Collected data:
○ ○ ○ ○ ○ ○ ○

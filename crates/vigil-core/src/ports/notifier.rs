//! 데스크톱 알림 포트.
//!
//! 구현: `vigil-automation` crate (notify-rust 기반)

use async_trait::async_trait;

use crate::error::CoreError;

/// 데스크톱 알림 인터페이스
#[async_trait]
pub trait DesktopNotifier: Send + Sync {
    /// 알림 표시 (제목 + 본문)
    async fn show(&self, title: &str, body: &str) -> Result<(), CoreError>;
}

○ ○ ○ ○ ○ ○ ○

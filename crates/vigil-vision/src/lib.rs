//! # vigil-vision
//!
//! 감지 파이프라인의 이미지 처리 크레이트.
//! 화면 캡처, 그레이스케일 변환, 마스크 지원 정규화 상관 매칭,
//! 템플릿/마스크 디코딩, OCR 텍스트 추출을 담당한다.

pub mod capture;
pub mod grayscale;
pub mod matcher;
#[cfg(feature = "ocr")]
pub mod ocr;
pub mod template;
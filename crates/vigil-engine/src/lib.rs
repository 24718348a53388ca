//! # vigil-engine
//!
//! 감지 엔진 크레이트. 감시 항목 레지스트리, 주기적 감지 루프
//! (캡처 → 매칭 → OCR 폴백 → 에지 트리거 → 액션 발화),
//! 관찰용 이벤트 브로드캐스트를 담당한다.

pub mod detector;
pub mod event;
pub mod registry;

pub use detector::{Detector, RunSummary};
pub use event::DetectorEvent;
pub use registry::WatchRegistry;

○ ○ ○ ○ ○ ○ ○

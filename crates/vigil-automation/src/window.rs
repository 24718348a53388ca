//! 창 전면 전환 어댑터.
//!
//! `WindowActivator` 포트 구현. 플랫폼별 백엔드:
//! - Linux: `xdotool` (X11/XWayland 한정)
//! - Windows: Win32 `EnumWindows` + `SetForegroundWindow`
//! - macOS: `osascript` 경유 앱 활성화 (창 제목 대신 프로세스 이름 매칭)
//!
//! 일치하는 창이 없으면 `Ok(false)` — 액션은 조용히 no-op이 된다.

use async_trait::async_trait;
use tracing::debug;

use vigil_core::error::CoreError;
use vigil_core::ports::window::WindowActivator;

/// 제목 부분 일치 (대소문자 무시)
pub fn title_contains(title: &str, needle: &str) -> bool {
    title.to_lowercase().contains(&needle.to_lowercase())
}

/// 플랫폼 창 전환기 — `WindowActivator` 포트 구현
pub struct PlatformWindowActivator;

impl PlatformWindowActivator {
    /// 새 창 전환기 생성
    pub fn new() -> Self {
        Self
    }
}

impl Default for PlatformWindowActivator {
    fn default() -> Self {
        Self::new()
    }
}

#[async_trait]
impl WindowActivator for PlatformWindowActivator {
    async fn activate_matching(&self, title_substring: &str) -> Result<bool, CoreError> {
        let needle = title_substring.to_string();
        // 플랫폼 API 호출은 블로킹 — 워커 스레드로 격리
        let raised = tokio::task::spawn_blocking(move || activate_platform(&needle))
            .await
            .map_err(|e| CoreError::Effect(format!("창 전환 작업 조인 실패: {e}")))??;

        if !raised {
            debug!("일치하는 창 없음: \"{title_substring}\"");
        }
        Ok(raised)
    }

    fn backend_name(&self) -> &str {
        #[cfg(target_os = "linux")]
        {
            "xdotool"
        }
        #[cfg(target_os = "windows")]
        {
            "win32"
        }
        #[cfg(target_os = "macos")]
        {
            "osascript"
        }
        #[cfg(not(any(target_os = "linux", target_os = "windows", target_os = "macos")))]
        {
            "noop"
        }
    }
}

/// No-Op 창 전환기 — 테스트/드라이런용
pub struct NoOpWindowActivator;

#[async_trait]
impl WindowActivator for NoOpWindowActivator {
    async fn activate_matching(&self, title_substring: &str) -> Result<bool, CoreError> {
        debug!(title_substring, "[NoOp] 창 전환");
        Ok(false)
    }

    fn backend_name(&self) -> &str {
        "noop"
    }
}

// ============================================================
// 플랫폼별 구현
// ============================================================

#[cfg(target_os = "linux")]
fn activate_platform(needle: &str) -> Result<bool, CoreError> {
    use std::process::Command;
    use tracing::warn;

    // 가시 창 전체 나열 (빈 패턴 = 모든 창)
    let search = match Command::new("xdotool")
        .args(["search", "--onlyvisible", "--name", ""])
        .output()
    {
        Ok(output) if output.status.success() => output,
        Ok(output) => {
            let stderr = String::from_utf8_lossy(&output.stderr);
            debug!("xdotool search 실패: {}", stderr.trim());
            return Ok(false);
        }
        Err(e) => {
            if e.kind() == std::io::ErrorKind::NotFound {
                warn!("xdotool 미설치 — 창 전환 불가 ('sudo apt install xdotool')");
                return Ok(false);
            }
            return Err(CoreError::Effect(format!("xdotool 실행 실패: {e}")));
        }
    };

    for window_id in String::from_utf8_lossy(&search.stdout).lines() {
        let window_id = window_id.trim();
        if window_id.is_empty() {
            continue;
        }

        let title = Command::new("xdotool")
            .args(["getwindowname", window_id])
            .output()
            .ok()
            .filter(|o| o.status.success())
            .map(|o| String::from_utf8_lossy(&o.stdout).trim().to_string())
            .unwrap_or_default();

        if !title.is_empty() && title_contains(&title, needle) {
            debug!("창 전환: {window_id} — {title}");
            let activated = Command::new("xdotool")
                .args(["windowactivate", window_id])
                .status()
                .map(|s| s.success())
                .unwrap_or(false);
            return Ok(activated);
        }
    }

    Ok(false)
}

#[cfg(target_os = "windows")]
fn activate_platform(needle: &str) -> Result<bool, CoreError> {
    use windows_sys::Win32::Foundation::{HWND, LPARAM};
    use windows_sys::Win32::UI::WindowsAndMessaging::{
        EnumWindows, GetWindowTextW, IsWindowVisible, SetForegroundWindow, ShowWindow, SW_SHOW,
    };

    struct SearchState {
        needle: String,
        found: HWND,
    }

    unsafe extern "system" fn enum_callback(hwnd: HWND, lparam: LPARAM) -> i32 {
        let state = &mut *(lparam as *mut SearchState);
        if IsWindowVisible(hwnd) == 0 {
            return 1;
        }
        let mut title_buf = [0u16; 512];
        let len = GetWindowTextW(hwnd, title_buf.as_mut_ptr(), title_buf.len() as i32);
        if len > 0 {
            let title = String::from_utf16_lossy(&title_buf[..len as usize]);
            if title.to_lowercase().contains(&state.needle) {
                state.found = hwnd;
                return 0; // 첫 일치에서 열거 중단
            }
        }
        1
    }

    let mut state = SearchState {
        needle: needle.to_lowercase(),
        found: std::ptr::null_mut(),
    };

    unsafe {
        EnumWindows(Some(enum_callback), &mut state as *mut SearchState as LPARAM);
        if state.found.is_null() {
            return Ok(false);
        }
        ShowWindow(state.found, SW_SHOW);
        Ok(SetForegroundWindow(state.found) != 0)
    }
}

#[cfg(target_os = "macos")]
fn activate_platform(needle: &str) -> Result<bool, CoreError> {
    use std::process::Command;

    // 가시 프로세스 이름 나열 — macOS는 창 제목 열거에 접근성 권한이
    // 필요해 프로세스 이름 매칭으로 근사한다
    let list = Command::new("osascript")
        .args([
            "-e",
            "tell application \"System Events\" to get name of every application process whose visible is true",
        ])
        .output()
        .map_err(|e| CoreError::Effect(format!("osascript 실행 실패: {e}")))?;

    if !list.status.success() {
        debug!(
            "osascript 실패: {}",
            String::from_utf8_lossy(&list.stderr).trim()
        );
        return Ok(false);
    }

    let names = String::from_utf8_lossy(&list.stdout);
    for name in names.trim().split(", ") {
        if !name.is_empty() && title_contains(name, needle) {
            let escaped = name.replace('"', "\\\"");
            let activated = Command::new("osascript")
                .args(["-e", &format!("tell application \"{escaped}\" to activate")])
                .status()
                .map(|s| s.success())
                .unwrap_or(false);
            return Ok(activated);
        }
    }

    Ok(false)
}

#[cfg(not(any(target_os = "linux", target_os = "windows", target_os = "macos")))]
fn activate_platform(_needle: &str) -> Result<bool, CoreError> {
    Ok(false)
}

○ ○ ○ ○ ○ ○ ○

◆ **EXERCISE DETAILS**
In your answer, include only the lines above starting at the line that holds "filename crates/vigil-vision/src/lib.rs" and ending at the line that holds "filename crates/vigil-engine/src/lib.rs", copied exactly.

◆ **RESPONSE TO THE EXERCISE**
filename crates/vigil-vision/src/lib.rs
//! # vigil-vision
//!
//! 감지 파이프라인의 이미지 처리 크레이트.
//! 화면 캡처, 그레이스케일 변환, 마스크 지원 정규화 상관 매칭,
//! 템플릿/마스크 디코딩, OCR 텍스트 추출을 담당한다.

pub mod capture;
pub mod grayscale;
pub mod matcher;
#[cfg(feature = "ocr")]
pub mod ocr;
pub mod template;
filename crates/vigil-engine/src/lib.rs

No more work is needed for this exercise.